Bring me the head of Johnny Murdock. Paul Johnston www.coppermango.com

Bring me the head of Johnny Murdock. Photo: Paul Johnston

The company provides drama projects for children and young people, from ages 5 to 25, in Leith and in schools across Edinburgh. According to the company while participation costs are kept as low as possible, some young people are still not able to participate because they simply can’t afford it.

The news comes at a time when the theatre industry is beginning to question whether acting has become the preserve of the already-rich because of the cost of starting out.

Strange Town Director Steve Small told Æ: “Strange Town believes that the arts should be available to everyone.

“The funding for the bursaries isn’t enough to give us an infrastructure. But it will allow us to offer more bursaries and extend the range of these bursaries so that we can now offer not just a 30% bursary but also some 60% bursaries and a limited number of free places.”

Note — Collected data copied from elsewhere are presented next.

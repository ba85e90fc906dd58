use crate::error::{Error, Result};

/// Sentinel stored in `live_positions` for unoccupied slots
const NOT_LIVE: u32 = u32::MAX;

/// Allocates and recycles slot indices inside a fixed capacity.
///
/// Freed indices go to a LIFO free list and are recycled before the
/// high-water mark grows. Every allocation draws a fresh generation from a
/// global counter, so a recycled slot always carries a strictly greater
/// generation than its previous occupant.
///
/// Live slots are also tracked in a dense array (`live_slots`) kept compact
/// by swap-remove, so iterating active entries costs O(live), not O(capacity).
///
/// # Example
///
/// ```ignore
/// let mut alloc = SlotAllocator::new(4);
/// let (a, gen_a) = alloc.alloc()?;  // slot 0
/// let (b, _) = alloc.alloc()?;      // slot 1
/// alloc.free(a);                    // 0 is now available
/// let (c, gen_c) = alloc.alloc()?;  // slot 0 (recycled), gen_c > gen_a
/// ```
pub struct SlotAllocator {
    capacity: u32,
    free_list: Vec<u32>,
    next_id: u32,
    /// Generation of the current occupant per slot (0 = free)
    generations: Vec<u32>,
    generation_counter: u32,
    /// Dense array of live slot indices
    live: Vec<u32>,
    /// Slot -> position in `live` (NOT_LIVE when free)
    live_positions: Vec<u32>,
}

impl SlotAllocator {
    /// Create an allocator able to hold `capacity` live slots
    pub fn new(capacity: u32) -> Self {
        Self {
            capacity,
            free_list: Vec::new(),
            next_id: 0,
            generations: vec![0; capacity as usize],
            generation_counter: 0,
            live: Vec::with_capacity(capacity as usize),
            live_positions: vec![NOT_LIVE; capacity as usize],
        }
    }

    /// Allocate the next available slot, returning `(slot, generation)`.
    ///
    /// Fails with `OutOfCapacity` when every slot is live, or once the
    /// generation counter has reached `u32::MAX` (generations never repeat).
    pub fn alloc(&mut self) -> Result<(u32, u32)> {
        let Some(generation) = self.generation_counter.checked_add(1) else {
            return Err(Error::OutOfCapacity(format!(
                "generation counter exhausted after {} allocations", u32::MAX
            )));
        };

        let slot = match self.free_list.pop() {
            Some(slot) => slot,
            None => {
                if self.next_id >= self.capacity {
                    return Err(Error::OutOfCapacity(format!(
                        "all {} slots are in use", self.capacity
                    )));
                }
                let id = self.next_id;
                self.next_id += 1;
                id
            }
        };

        self.generation_counter = generation;

        self.generations[slot as usize] = generation;
        self.live_positions[slot as usize] = self.live.len() as u32;
        self.live.push(slot);
        Ok((slot, generation))
    }

    /// Return a slot to the pool for reuse. Returns false if it was not live.
    pub fn free(&mut self, slot: u32) -> bool {
        let Some(position) = self.live_positions.get(slot as usize).copied() else {
            return false;
        };
        if position == NOT_LIVE {
            return false;
        }

        // Swap-remove from the dense live array and patch the moved slot
        self.live.swap_remove(position as usize);
        if let Some(&moved) = self.live.get(position as usize) {
            self.live_positions[moved as usize] = position;
        }

        self.live_positions[slot as usize] = NOT_LIVE;
        self.generations[slot as usize] = 0;
        self.free_list.push(slot);
        true
    }

    /// Whether `slot` is occupied by the occupant with `generation`
    pub fn is_live(&self, slot: u32, generation: u32) -> bool {
        generation != 0 && self.generation(slot) == Some(generation)
    }

    /// Generation of the current occupant of `slot`, None if free or out of range
    pub fn generation(&self, slot: u32) -> Option<u32> {
        match self.generations.get(slot as usize) {
            Some(&0) | None => None,
            Some(&generation) => Some(generation),
        }
    }

    /// Dense list of live slots (order changes on free)
    pub fn live_slots(&self) -> &[u32] {
        &self.live
    }

    /// Highest index ever allocated + 1
    pub fn high_water_mark(&self) -> u32 {
        self.next_id
    }

    /// Maximum number of simultaneously live slots
    pub fn capacity(&self) -> u32 {
        self.capacity
    }

    /// Number of currently allocated slots
    pub fn len(&self) -> u32 {
        self.live.len() as u32
    }

    /// Whether no slots are currently allocated
    pub fn is_empty(&self) -> bool {
        self.live.is_empty()
    }
}

// ============================================================================
// Tests
// ============================================================================

#[cfg(test)]
#[path = "slot_allocator_tests.rs"]
mod tests;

Strange Town runs after school clubs in schools around Edinburgh, together with a youth theatre for 8-18 year-olds and a young company for 18- 25 year-olds from Out of the Blue. It also has a young actors agency.

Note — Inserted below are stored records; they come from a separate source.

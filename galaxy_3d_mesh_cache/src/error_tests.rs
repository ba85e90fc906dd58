//! Unit tests for error.rs
//!
//! Tests Error variants, Display formatting and the not-loaded signal.

use crate::error::{Error, Result};

// ============================================================================
// ERROR DISPLAY TESTS
// ============================================================================

#[test]
fn test_invalid_parameter_display() {
    let err = Error::InvalidParameter("empty mesh path".to_string());
    assert_eq!(format!("{}", err), "Invalid parameter: empty mesh path");
}

#[test]
fn test_invalid_handle_display() {
    let err = Error::InvalidHandle("asset handle Handle(3v2) is stale".to_string());
    let display = format!("{}", err);
    assert!(display.starts_with("Invalid handle"));
    assert!(display.contains("Handle(3v2)"));
}

#[test]
fn test_out_of_memory_display() {
    assert_eq!(format!("{}", Error::OutOfMemory), "Out of memory");
}

#[test]
fn test_resource_variants_display() {
    let failed = Error::ResourceCreationFailed("wrong type".to_string());
    let missing = Error::ResourceNotLoaded("crate.mesh".to_string());
    assert!(format!("{}", failed).contains("Resource creation failed"));
    assert!(format!("{}", missing).contains("Resource not loaded"));
}

#[test]
fn test_initialization_failed_display() {
    let err = Error::InitializationFailed("max_assets must be greater than zero".to_string());
    assert!(format!("{}", err).contains("Initialization failed"));
}

// ============================================================================
// ERROR TRAIT IMPLEMENTATIONS
// ============================================================================

#[test]
fn test_error_is_std_error() {
    let err = Error::OutOfCapacity("asset table is full".to_string());
    let dyn_err: &dyn std::error::Error = &err;
    assert!(dyn_err.source().is_none());
}

#[test]
fn test_error_clone_eq() {
    let err = Error::ResourceCreationFailed("timed out".to_string());
    assert_eq!(err.clone(), err);
    assert_ne!(err, Error::ResourceCreationFailed("other".to_string()));
}

#[test]
fn test_is_not_loaded() {
    assert!(Error::ResourceNotLoaded("x".to_string()).is_not_loaded());
    assert!(!Error::ResourceCreationFailed("x".to_string()).is_not_loaded());
    assert!(!Error::OutOfMemory.is_not_loaded());
}

// ============================================================================
// RESULT ALIAS
// ============================================================================

fn parse_capacity(value: i64) -> Result<u32> {
    u32::try_from(value).map_err(|_| Error::InvalidParameter(format!("bad capacity {}", value)))
}

#[test]
fn test_result_alias_with_question_mark() {
    fn double(value: i64) -> Result<u32> {
        Ok(parse_capacity(value)? * 2)
    }
    assert_eq!(double(4), Ok(8));
    assert!(matches!(double(-1), Err(Error::InvalidParameter(_))));
}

It aims to create work of the highest quality that is “daring, exciting and entertaining”, working with a wide range of artists – actors, designers, directors, writers and musicians – to explore creative possibilities and offer links to the profession for young people, should this be the route they want to follow.

Showcase performance

An example of the company’s strengths comes with the recent news that the young company’s production of All I Want for Christmas is the Head of Johnny Murdock was shortlisted for the Chrysalis award and will get a showcase performance this week at the Netherbow Theatre.

Written by Sam Siggs, one of the Traverse 50 and a mentored playwright through the Playwrights Studio, the play tells of teenager Amy Benson living in a high rise on a rundown Scottish housing estate who has not had an easy life so far. Her pal Scooby (called Scooby because he doesn’t have a Scooby about much really) does his best to make her smile, but it’s hard when you’ve got a stepdad like Johnny Murdock.

According to Strange Town, the script: “explodes any preconceptions surrounding what some people might expect from a youth theatre play, the writing is punchy, evocative, sometimes shocking, and the themes are dark but delivered with black humour.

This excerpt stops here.